Questo atto di sospensione non segna una resa, bensì un momentaneo cambio di strategia nell’approccio alla complessa e urgente questione riguardante il sito siderurgico ex Ilva, oggi Acciaierie d’Italia.
Il presidio, concepito come una manifestazione di pressione e sensibilizzazione nei confronti del governo, mirava a focalizzare l’attenzione sulla delicata situazione che affligge l’impianto.
Le preoccupazioni dei sindacati ruotano attorno a diverse criticità, ben oltre la semplice salvaguardia dell’occupazione.
Si tratta di garantire la sostenibilità economica del sito, di promuovere un piano industriale concreto e realistico, capace di rilanciare la produzione e l’innovazione tecnologica, e di affrontare in modo responsabile e trasparente le pressanti questioni ambientali ed eredità di passati dissesti.

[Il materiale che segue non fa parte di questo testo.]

#![deny(missing_docs)]
#![doc = env!("CARGO_PKG_DESCRIPTION")]

/// Error types for the alignment routines.
pub mod error;

/// Ordered 3D point sets.
pub mod points;

/// Closed-form rigid and similarity alignment.
pub mod rigid;

/// Module to calculate SVD of a 3x3 matrix
pub mod svd;

/// Rigid and similarity transforms.
pub mod transform;

pub use error::AlignError;
pub use points::PointSet;
pub use rigid::{kabsch, umeyama, RigidAlignParams, RigidAligner};
pub use transform::RigidTransform;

La nota ministeriale, pur non fornendo risposte definitive, ha aperto un canale di dialogo che i sindacati ritengono opportuno sfruttare.
Il blocco dell’azione di protesta diretta è stato percepito come un segnale di potenziale apertura al confronto, un’opportunità per sollecitare risposte più chiare e impegni concreti da parte del governo.
Tuttavia, la sospensione non implica un allentamento della vigilanza.
I sindacati ribadiscono la necessità di un intervento governativo rapido ed efficace, che vada oltre le promesse e le dichiarazioni di intenti.
È imperativo affrontare le criticità legate alla crisi energetica, all’aumento dei costi delle materie prime, alla concorrenza internazionale e alle obsolete infrastrutture del sito.
La questione dell’ex Ilva, oggi Acciaierie d’Italia, trascende la dimensione locale e assume un’importanza strategica per l’intero sistema industriale nazionale.
Il futuro del sito di Cornigliano è strettamente legato alla capacità del governo di elaborare una politica industriale lungimirante, in grado di conciliare la tutela del lavoro, la sostenibilità ambientale e la competitività sui mercati globali.
I sindacati si riservano di riprendere l’azione di protesta diretta qualora il dialogo con il governo non dovesse produrre risultati tangibili e soddisfacenti, confermando che la difesa dei diritti dei lavoratori e la salvaguardia del patrimonio industriale italiano rimangono priorità assolute.
Il confronto resta aperto, ma la determinazione nell’ottenere risposte concrete non è venuta meno.